Teddy Lloyd is the art teacher at Marcia Blaine. He teaches in the senior school, working with older students. He has red-gold hair and is rumored to be half-Welsh, half-English. He also has only one arm, having lost the other in World War I. Mr. Lloyd is married to a woman named Deirdre, with whom he has six children. Miss Brodie somewhat derisively attributes their large family to the fact that the Lloyds are Catholic. Deirdre is a gregarious woman who dresses in bohemian attire and forms friendships with some of the girls in the Brodie set. Teddy has an attic studio in the family’s home, where he often has the girls come sit for their portraits.
Despite the fact that he is married, Teddy is in love with Jean Brodie, and all the portraits he paints ultimately resemble her. He and Miss Brodie reportedly kissed once in the art room at school, although this was only witnessed by Monica, and the other girls have a hard time believing it.
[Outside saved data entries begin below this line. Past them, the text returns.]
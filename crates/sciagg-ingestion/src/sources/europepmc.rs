//! Europe PMC REST API client.
//!
//! Base URL: https://www.ebi.ac.uk/europepmc/webservices/rest
//! No key required; an optional contact `email` is sent with each request.

use async_trait::async_trait;
use chrono::NaiveDate;
use sciagg_common::config::SourceKeys;
use sciagg_common::text::strip_markup;
use sciagg_common::{Article, Source};
use serde_json::Value;
use tracing::{debug, instrument, warn};

use super::{parse_iso_date, ArticleSource, HarvestQuery};
use crate::error::Result;
use crate::http::HttpClient;

const MAX_PAGE_SIZE: usize = 100;
const MAX_PAGES: usize = 20;
const FIRST_CURSOR: &str = "*";
const FALLBACK_QUERY: &str = "bioinformatics OR \"computational biology\"";

pub struct EuropePmcClient {
    http: HttpClient,
    base_url: String,
    email: Option<String>,
}

impl EuropePmcClient {
    pub fn new(keys: &SourceKeys) -> Result<Self> {
        Ok(Self {
            http: HttpClient::new(Source::EuropePmc, keys.rate_limit)?,
            base_url: keys.base_url.trim_end_matches('/').to_string(),
            email: keys.email.clone(),
        })
    }

    pub fn with_base_url(mut self, base_url: impl Into<String>) -> Self {
        self.base_url = base_url.into().trim_end_matches('/').to_string();
        self
    }
}

#[async_trait]
impl ArticleSource for EuropePmcClient {
    fn source(&self) -> Source {
        Source::EuropePmc
    }

    #[instrument(skip(self), fields(topics = query.topics.len()))]
    async fn search(&self, query: &HarvestQuery) -> Result<Vec<Article>> {
        let (from, to) = query.date_window();
        let search_query = build_search_query(&query.topics, from, to);
        let url = format!("{}/search", self.base_url);
        let mut articles: Vec<Article> = Vec::new();
        let mut cursor = FIRST_CURSOR.to_string();

        for page in 0..MAX_PAGES {
            if articles.len() >= query.max_results {
                break;
            }
            let page_size = (query.max_results - articles.len()).min(MAX_PAGE_SIZE);
            let mut params = vec![
                ("query", search_query.clone()),
                ("format", "json".to_string()),
                ("resultType", "core".to_string()),
                ("pageSize", page_size.to_string()),
                ("sort", "FIRST_PDATE desc".to_string()),
                ("cursorMark", cursor.clone()),
            ];
            if let Some(email) = &self.email {
                params.push(("email", email.clone()));
            }

            let body = self.http.get_json(&url, &params).await?;
            let results = body["resultList"]["result"].as_array().cloned().unwrap_or_default();
            articles.extend(results.iter().filter_map(result_to_article));
            debug!(page, fetched = results.len(), kept = articles.len(), "Europe PMC page parsed");

            match body["nextCursorMark"].as_str() {
                Some(next) if next != cursor && results.len() >= page_size => cursor = next.to_string(),
                _ => break,
            }
        }

        articles.truncate(query.max_results);
        Ok(articles)
    }
}

/// Title/abstract phrase search restricted to the window and open access.
pub fn build_search_query(topics: &[String], from: NaiveDate, to: NaiveDate) -> String {
    let terms: Vec<String> = topics
        .iter()
        .map(|t| t.trim())
        .filter(|t| !t.is_empty())
        .map(|t| format!("(TITLE:\"{t}\" OR ABSTRACT:\"{t}\")"))
        .collect();

    let topics_query = if terms.is_empty() {
        FALLBACK_QUERY.to_string()
    } else {
        terms.join(" OR ")
    };

    format!(
        "({topics_query}) AND FIRST_PDATE:[{} TO {}] AND OPEN_ACCESS:Y",
        from.format("%Y-%m-%d"),
        to.format("%Y-%m-%d"),
    )
}

fn str_field(value: &Value, key: &str) -> Option<String> {
    value[key]
        .as_str()
        .map(|s| s.trim().to_string())
        .filter(|s| !s.is_empty())
}

// ── Conversion ───────────────────────────────────────────────────────────────

/// Convert one `resultList.result[]` entry. Records with neither PMCID nor PMID
/// are skipped.
pub fn result_to_article(result: &Value) -> Option<Article> {
    let pmcid = str_field(result, "pmcid");
    let pmid = str_field(result, "pmid");

    let (external_id, url) = match (&pmcid, &pmid) {
        (Some(pmc), _) => (
            pmc.clone(),
            format!("https://europepmc.org/article/PMC/{}", pmc.trim_start_matches("PMC")),
        ),
        (None, Some(med)) => (med.clone(), format!("https://europepmc.org/article/MED/{med}")),
        (None, None) => {
            warn!("Skipping Europe PMC record without PMCID or PMID");
            return None;
        }
    };

    let title = strip_markup(result["title"].as_str().unwrap_or_default());
    if title.is_empty() {
        warn!(external_id, "Skipping Europe PMC record with empty title");
        return None;
    }

    let mut article = Article::new(Source::EuropePmc, external_id, title);
    article.url = url;
    article.doi = str_field(result, "doi");
    article.abstract_text = strip_markup(result["abstractText"].as_str().unwrap_or_default());
    article.publication_date = result["firstPublicationDate"].as_str().and_then(parse_iso_date);

    let authors = result["authorList"]["author"].as_array().cloned().unwrap_or_default();
    for author in &authors {
        let name = str_field(author, "fullName").or_else(|| {
            let first = author["firstName"].as_str().unwrap_or_default();
            let last = author["lastName"].as_str().unwrap_or_default();
            let joined = format!("{first} {last}").trim().to_string();
            (!joined.is_empty()).then_some(joined)
        });
        if let Some(name) = name {
            article.authors.push(name);
        }

        let affiliations = author["authorAffiliationDetailsList"]["authorAffiliation"]
            .as_array()
            .cloned()
            .unwrap_or_default();
        for aff in affiliations.iter().filter_map(|a| str_field(a, "affiliation")) {
            if !article.institutions.contains(&aff) {
                article.institutions.push(aff);
            }
        }
    }

    article.topics = result["meshHeadingList"]["meshHeading"]
        .as_array()
        .map(|headings| {
            headings
                .iter()
                .filter_map(|h| str_field(h, "descriptorName"))
                .collect()
        })
        .unwrap_or_default();
    if article.topics.is_empty() {
        if let Some(journal) = str_field(&result["journalInfo"]["journal"], "title") {
            article.topics.push(journal);
        }
    }

    Some(article)
}

#[cfg(test)]
mod tests {
    use super::*;
    use serde_json::json;

    #[test]
    fn test_query_shape() {
        let from = NaiveDate::from_ymd_opt(2024, 1, 1).unwrap();
        let to = NaiveDate::from_ymd_opt(2024, 1, 8).unwrap();
        let q = build_search_query(&["genomics".to_string()], from, to);
        assert_eq!(
            q,
            "((TITLE:\"genomics\" OR ABSTRACT:\"genomics\")) AND FIRST_PDATE:[2024-01-01 TO 2024-01-08] AND OPEN_ACCESS:Y"
        );
        assert!(build_search_query(&[], from, to).starts_with("(bioinformatics OR"));
    }

    #[test]
    fn test_result_prefers_pmcid() {
        let result = json!({
            "pmid": "38000001",
            "pmcid": "PMC10000001",
            "doi": "10.1000/xyz",
            "title": "Gut <i>microbiome</i> maps",
            "abstractText": "<h4>Background</h4>We sequenced samples.",
            "firstPublicationDate": "2024-01-05",
            "authorList": {"author": [
                {"fullName": "Rosalind Franklin",
                 "authorAffiliationDetailsList": {"authorAffiliation": [{"affiliation": "King's College London"}]}},
                {"firstName": "Francis", "lastName": "Crick"}
            ]},
            "journalInfo": {"journal": {"title": "Microbiome"}}
        });

        let a = result_to_article(&result).unwrap();
        assert_eq!(a.id, "europepmc:PMC10000001");
        assert_eq!(a.url, "https://europepmc.org/article/PMC/10000001");
        assert_eq!(a.title, "Gut microbiome maps");
        assert_eq!(a.abstract_text, "Background We sequenced samples.");
        assert_eq!(a.authors, vec!["Rosalind Franklin", "Francis Crick"]);
        assert_eq!(a.institutions, vec!["King's College London"]);
        assert_eq!(a.topics, vec!["Microbiome"]);
        assert_eq!(a.publication_date, NaiveDate::from_ymd_opt(2024, 1, 5));
    }

    #[test]
    fn test_result_falls_back_to_pmid_and_mesh() {
        let result = json!({
            "pmid": "123",
            "title": "A title",
            "meshHeadingList": {"meshHeading": [{"descriptorName": "Genomics"}]}
        });
        let a = result_to_article(&result).unwrap();
        assert_eq!(a.url, "https://europepmc.org/article/MED/123");
        assert_eq!(a.topics, vec!["Genomics"]);
        assert!(result_to_article(&json!({"title": "no ids"})).is_none());
    }
}
//! Co-occurrence graph construction.
//!
//! Frequency = number of articles mentioning an entity. Edge weight = number
//! of articles mentioning both endpoints. All maps are `BTreeMap`s, so the
//! same article set always yields the same nodes and edges in the same order.

use std::collections::{BTreeMap, BTreeSet};

use sciagg_common::config::Settings;
use sciagg_common::{Article, GraphEdge, GraphNode};
use serde::Serialize;
use tracing::debug;

use crate::extraction::{extract_entities, Entity};

#[derive(Debug, Clone, Default, PartialEq, Eq, Serialize)]
pub struct KnowledgeGraph {
    pub nodes: Vec<GraphNode>,
    pub edges: Vec<GraphEdge>,
}

impl KnowledgeGraph {
    pub fn is_empty(&self) -> bool {
        self.nodes.is_empty()
    }
}

#[derive(Debug, Clone, Copy)]
pub struct GraphBuilder {
    pub min_entity_frequency: u32,
    pub max_entities: usize,
    pub min_edge_weight: u32,
}

impl Default for GraphBuilder {
    fn default() -> Self {
        Self { min_entity_frequency: 2, max_entities: 100, min_edge_weight: 1 }
    }
}

impl GraphBuilder {
    pub fn from_settings(settings: &Settings) -> Self {
        let kg = &settings.knowledge_graph;
        Self {
            min_entity_frequency: kg.min_entity_frequency,
            max_entities: kg.max_entities,
            min_edge_weight: kg.min_edge_weight,
        }
    }

    pub fn build(&self, articles: &[Article]) -> KnowledgeGraph {
        let per_article: Vec<BTreeSet<Entity>> = articles.iter().map(extract_entities).collect();

        // ── Frequencies ──────────────────────────────────────────────────────
        let mut frequency: BTreeMap<&Entity, u32> = BTreeMap::new();
        for entities in &per_article {
            for entity in entities {
                *frequency.entry(entity).or_default() += 1;
            }
        }

        // ── Threshold and cap ────────────────────────────────────────────────
        let mut kept: Vec<(&Entity, u32)> = frequency
            .into_iter()
            .filter(|(_, f)| *f >= self.min_entity_frequency)
            .collect();
        // (frequency desc, kind, name); the BTreeMap already ordered by (kind, name).
        kept.sort_by(|a, b| b.1.cmp(&a.1).then_with(|| a.0.cmp(b.0)));
        kept.truncate(self.max_entities);

        let ids: BTreeMap<&Entity, String> = kept
            .iter()
            .map(|(entity, _)| (*entity, GraphNode::make_id(entity.0, &entity.1)))
            .collect();

        let nodes: Vec<GraphNode> = kept
            .iter()
            .map(|(entity, freq)| GraphNode {
                id: ids[entity].clone(),
                name: entity.1.clone(),
                kind: entity.0,
                frequency: *freq,
            })
            .collect();

        // ── Co-occurrence ────────────────────────────────────────────────────
        let mut weights: BTreeMap<(String, String), u32> = BTreeMap::new();
        for entities in &per_article {
            let present: Vec<&String> = entities.iter().filter_map(|e| ids.get(e)).collect();
            for (i, a) in present.iter().enumerate() {
                for b in &present[i + 1..] {
                    let key = if a < b {
                        ((*a).clone(), (*b).clone())
                    } else {
                        ((*b).clone(), (*a).clone())
                    };
                    *weights.entry(key).or_default() += 1;
                }
            }
        }

        let edges: Vec<GraphEdge> = weights
            .into_iter()
            .filter(|(_, w)| *w >= self.min_edge_weight)
            .map(|((source, target), weight)| GraphEdge { source, target, weight })
            .collect();

        debug!(articles = articles.len(), nodes = nodes.len(), edges = edges.len(), "Graph built");
        KnowledgeGraph { nodes, edges }
    }
}

#[cfg(test)]
mod tests {
    use sciagg_common::{EntityKind, Source};

    use super::*;

    fn article(id: &str, authors: &[&str], topics: &[&str]) -> Article {
        let mut a = Article::new(Source::Crossref, id, format!("Paper {id}"));
        a.authors = authors.iter().map(|s| s.to_string()).collect();
        a.topics = topics.iter().map(|s| s.to_string()).collect();
        a
    }

    fn corpus() -> Vec<Article> {
        vec![
            article("1", &["Ana Ruiz", "Li Wei"], &["ecology"]),
            article("2", &["Ana Ruiz", "Li Wei"], &["ecology", "botany"]),
            article("3", &["Ana Ruiz"], &["botany"]),
            article("4", &["Sam Okoro"], &["physics"]),
        ]
    }

    #[test]
    fn test_thresholds_and_weights() {
        let graph = GraphBuilder::default().build(&corpus());
        let ids: Vec<&str> = graph.nodes.iter().map(|n| n.id.as_str()).collect();
        assert_eq!(
            ids,
            vec!["author:Ana Ruiz", "author:Li Wei", "concept:botany", "concept:ecology"]
        );
        assert_eq!(graph.nodes[0].frequency, 3);
        assert_eq!(graph.nodes[0].kind, EntityKind::Author);

        let edge = |s: &str, t: &str| {
            graph.edges.iter().find(|e| e.source == s && e.target == t).map(|e| e.weight)
        };
        assert_eq!(edge("author:Ana Ruiz", "author:Li Wei"), Some(2));
        assert_eq!(edge("author:Ana Ruiz", "concept:botany"), Some(2));
        assert_eq!(edge("author:Li Wei", "concept:ecology"), Some(2));
        assert_eq!(edge("concept:botany", "concept:ecology"), Some(1));
        assert!(graph.edges.iter().all(|e| e.source < e.target));
    }

    #[test]
    fn test_max_entities_and_edge_weight() {
        let builder = GraphBuilder { min_entity_frequency: 1, max_entities: 2, min_edge_weight: 2 };
        let graph = builder.build(&corpus());
        assert_eq!(graph.nodes.len(), 2);
        assert_eq!(graph.nodes[0].id, "author:Ana Ruiz");
        // Ties on frequency 2 resolve by kind then name.
        assert_eq!(graph.nodes[1].id, "author:Li Wei");
        assert_eq!(graph.edges.len(), 1);
        assert_eq!(graph.edges[0].weight, 2);
    }

    #[test]
    fn test_build_is_deterministic() {
        let builder = GraphBuilder::default();
        let mut reversed = corpus();
        reversed.reverse();
        assert_eq!(builder.build(&corpus()), builder.build(&reversed));
    }

    #[test]
    fn test_empty_input() {
        assert!(GraphBuilder::default().build(&[]).is_empty());
    }
}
She tells Sandy, much later, that Teddy was the great love of her prime, but she sacrificed the possibility of a relationship with him because she was too devoted to her girls. She does, however, use Mr. Lowther to make Mr. Lloyd jealous, and she tries (but fails) to engineer a sexual encounter between Mr. Lloyd and Rose, possibly in order to live vicariously through the latter. While Teddy is often bashful and quiet, he also has a temper; once, for example, he becomes so frustrated with a raucous class that he smashes a saucer on the floor. He is also predatory and cruel, forcibly kissing Sandy when she is 15 and then calling her ugly. He and Sandy have a brief fling after she turns 18, but she soon loses interest in him, finding his enduring obsession with Miss Brodie more interesting than any other facet of his personality.
Rose, another member of the Brodie set, is tall, blond, and conventionally beautiful. By her teenage years, she becomes “famous for sex,” but does not actually have sex and does not enjoy talking about it (3). Miss Brodie assumes that Rose and Teddy will become lovers, having decided that Rose is simply fated to be a great lover, but Teddy is only interested in using Rose as a model. She was raised by her father, a widower who calls himself a cobbler but owns a shoe-making business. While Miss Brodie looks down on Rose’s father for being uncultured and “rather carnal,” the rest of the girls like him (127). Rose is a tomboy who likes cars, trains, and building model vehicles; she also enjoys climbing trees and walls. As the girls near the end of their time at Marcia Blaine, Rose is the only one without a plan, having stayed in school because her father wants her to learn as much as possible. She ultimately marries a businessman who is involved in several different ventures, from canned goods to banking.
As an adult, Rose visits Sandy at the convent, where they talk about Miss Brodie. Rose asks Sandy whether Miss Brodie was ever actually dedicated to the girls and whether Miss Brodie was fired because of the sex scandal involving Mr. Lowther. These questions imply that Rose, while observant and thoughtful, has never seen Miss Brodie as clearly as Sandy has. In fact, as soon as Rose graduated from Marcia Blaine, she “shook off Miss Brodie’s influence as a dog shakes pond-water from its coat” (127). This is in stark contrast to Sandy, who considers Miss Brodie her primary personal and literary influence. This suggests that Rose is more resilient and less tied to the past than Sandy and the rest of the group.